§ **What to do**
Every entry should appear in your answer exactly as it does here.

§ **Dataset records**

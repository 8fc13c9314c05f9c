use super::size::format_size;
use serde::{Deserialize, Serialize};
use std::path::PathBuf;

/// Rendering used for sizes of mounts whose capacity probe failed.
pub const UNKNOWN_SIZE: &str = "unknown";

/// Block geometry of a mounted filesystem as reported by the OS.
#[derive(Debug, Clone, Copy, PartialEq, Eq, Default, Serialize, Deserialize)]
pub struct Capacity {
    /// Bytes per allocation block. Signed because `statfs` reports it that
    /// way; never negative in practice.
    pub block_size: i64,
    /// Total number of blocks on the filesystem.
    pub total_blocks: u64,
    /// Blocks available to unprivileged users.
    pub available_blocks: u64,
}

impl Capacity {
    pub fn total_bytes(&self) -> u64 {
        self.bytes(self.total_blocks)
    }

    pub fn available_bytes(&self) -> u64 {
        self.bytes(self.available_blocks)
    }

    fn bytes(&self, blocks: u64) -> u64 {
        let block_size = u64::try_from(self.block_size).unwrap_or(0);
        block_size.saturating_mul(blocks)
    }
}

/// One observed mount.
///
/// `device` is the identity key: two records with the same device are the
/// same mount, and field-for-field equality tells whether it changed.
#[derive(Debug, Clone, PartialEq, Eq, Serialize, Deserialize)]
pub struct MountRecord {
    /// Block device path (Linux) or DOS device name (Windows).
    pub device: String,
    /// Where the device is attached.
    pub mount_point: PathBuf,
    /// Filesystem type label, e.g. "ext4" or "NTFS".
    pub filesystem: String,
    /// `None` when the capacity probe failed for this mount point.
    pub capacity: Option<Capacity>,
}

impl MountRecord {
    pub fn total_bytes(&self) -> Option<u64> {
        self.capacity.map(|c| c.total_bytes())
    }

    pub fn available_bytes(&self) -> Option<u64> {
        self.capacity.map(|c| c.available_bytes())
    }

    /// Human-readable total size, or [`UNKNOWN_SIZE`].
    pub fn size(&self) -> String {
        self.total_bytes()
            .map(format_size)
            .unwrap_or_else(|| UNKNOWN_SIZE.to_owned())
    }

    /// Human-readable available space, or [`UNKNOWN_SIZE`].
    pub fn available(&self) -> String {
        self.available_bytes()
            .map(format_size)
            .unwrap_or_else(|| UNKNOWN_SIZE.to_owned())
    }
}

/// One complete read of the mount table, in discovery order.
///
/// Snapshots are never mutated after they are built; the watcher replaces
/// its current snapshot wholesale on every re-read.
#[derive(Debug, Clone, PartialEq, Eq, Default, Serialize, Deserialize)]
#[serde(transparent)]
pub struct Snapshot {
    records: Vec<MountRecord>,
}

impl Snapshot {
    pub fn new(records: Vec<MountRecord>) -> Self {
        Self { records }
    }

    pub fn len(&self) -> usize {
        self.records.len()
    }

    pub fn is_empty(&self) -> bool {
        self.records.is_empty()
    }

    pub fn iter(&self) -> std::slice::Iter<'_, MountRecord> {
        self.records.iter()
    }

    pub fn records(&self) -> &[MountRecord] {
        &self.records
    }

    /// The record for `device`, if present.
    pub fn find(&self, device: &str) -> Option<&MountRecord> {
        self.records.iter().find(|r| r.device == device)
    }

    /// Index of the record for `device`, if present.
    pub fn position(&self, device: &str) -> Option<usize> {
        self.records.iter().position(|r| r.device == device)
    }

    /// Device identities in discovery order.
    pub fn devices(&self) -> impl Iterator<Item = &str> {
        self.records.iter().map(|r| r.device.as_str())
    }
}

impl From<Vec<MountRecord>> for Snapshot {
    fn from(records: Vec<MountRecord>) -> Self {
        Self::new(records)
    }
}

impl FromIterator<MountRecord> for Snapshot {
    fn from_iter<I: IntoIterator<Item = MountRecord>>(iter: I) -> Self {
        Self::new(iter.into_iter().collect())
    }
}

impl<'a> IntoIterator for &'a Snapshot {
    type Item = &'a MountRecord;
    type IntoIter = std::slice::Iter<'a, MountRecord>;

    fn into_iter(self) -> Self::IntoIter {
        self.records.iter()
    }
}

§ **Your solution**
repository 8fc13c9314c05f9c
use super::size::format_size;
use serde::{Deserialize, Serialize};
use std::path::PathBuf;

/// Rendering used for sizes of mounts whose capacity probe failed.
pub const UNKNOWN_SIZE: &str = "unknown";

/// Block geometry of a mounted filesystem as reported by the OS.
#[derive(Debug, Clone, Copy, PartialEq, Eq, Default, Serialize, Deserialize)]
pub struct Capacity {
    /// Bytes per allocation block. Signed because `statfs` reports it that
    /// way; never negative in practice.
    pub block_size: i64,
    /// Total number of blocks on the filesystem.
    pub total_blocks: u64,
    /// Blocks available to unprivileged users.
    pub available_blocks: u64,
}

impl Capacity {
    pub fn total_bytes(&self) -> u64 {
        self.bytes(self.total_blocks)
    }

    pub fn available_bytes(&self) -> u64 {
        self.bytes(self.available_blocks)
    }

    fn bytes(&self, blocks: u64) -> u64 {
        let block_size = u64::try_from(self.block_size).unwrap_or(0);
        block_size.saturating_mul(blocks)
    }
}

/// One observed mount.
///
/// `device` is the identity key: two records with the same device are the
/// same mount, and field-for-field equality tells whether it changed.
#[derive(Debug, Clone, PartialEq, Eq, Serialize, Deserialize)]
pub struct MountRecord {
    /// Block device path (Linux) or DOS device name (Windows).
    pub device: String,
    /// Where the device is attached.
    pub mount_point: PathBuf,
    /// Filesystem type label, e.g. "ext4" or "NTFS".
    pub filesystem: String,
    /// `None` when the capacity probe failed for this mount point.
    pub capacity: Option<Capacity>,
}

impl MountRecord {
    pub fn total_bytes(&self) -> Option<u64> {
        self.capacity.map(|c| c.total_bytes())
    }

    pub fn available_bytes(&self) -> Option<u64> {
        self.capacity.map(|c| c.available_bytes())
    }

    /// Human-readable total size, or [`UNKNOWN_SIZE`].
    pub fn size(&self) -> String {
        self.total_bytes()
            .map(format_size)
            .unwrap_or_else(|| UNKNOWN_SIZE.to_owned())
    }

    /// Human-readable available space, or [`UNKNOWN_SIZE`].
    pub fn available(&self) -> String {
        self.available_bytes()
            .map(format_size)
            .unwrap_or_else(|| UNKNOWN_SIZE.to_owned())
    }
}

/// One complete read of the mount table, in discovery order.
///
/// Snapshots are never mutated after they are built; the watcher replaces
/// its current snapshot wholesale on every re-read.
#[derive(Debug, Clone, PartialEq, Eq, Default, Serialize, Deserialize)]
#[serde(transparent)]
pub struct Snapshot {
    records: Vec<MountRecord>,
}

impl Snapshot {
    pub fn new(records: Vec<MountRecord>) -> Self {
        Self { records }
    }

    pub fn len(&self) -> usize {
        self.records.len()
    }

    pub fn is_empty(&self) -> bool {
        self.records.is_empty()
    }

    pub fn iter(&self) -> std::slice::Iter<'_, MountRecord> {
        self.records.iter()
    }

    pub fn records(&self) -> &[MountRecord] {
        &self.records
    }

    /// The record for `device`, if present.
    pub fn find(&self, device: &str) -> Option<&MountRecord> {
        self.records.iter().find(|r| r.device == device)
    }

    /// Index of the record for `device`, if present.
    pub fn position(&self, device: &str) -> Option<usize> {
        self.records.iter().position(|r| r.device == device)
    }

    /// Device identities in discovery order.
    pub fn devices(&self) -> impl Iterator<Item = &str> {
        self.records.iter().map(|r| r.device.as_str())
    }
}

impl From<Vec<MountRecord>> for Snapshot {
    fn from(records: Vec<MountRecord>) -> Self {
        Self::new(records)
    }
}

impl FromIterator<MountRecord> for Snapshot {
    fn from_iter<I: IntoIterator<Item = MountRecord>>(iter: I) -> Self {
        Self::new(iter.into_iter().collect())
    }
}

impl<'a> IntoIterator for &'a Snapshot {
    type Item = &'a MountRecord;
    type IntoIter = std::slice::Iter<'a, MountRecord>;

    fn into_iter(self) -> Self::IntoIter {
        self.records.iter()
    }
}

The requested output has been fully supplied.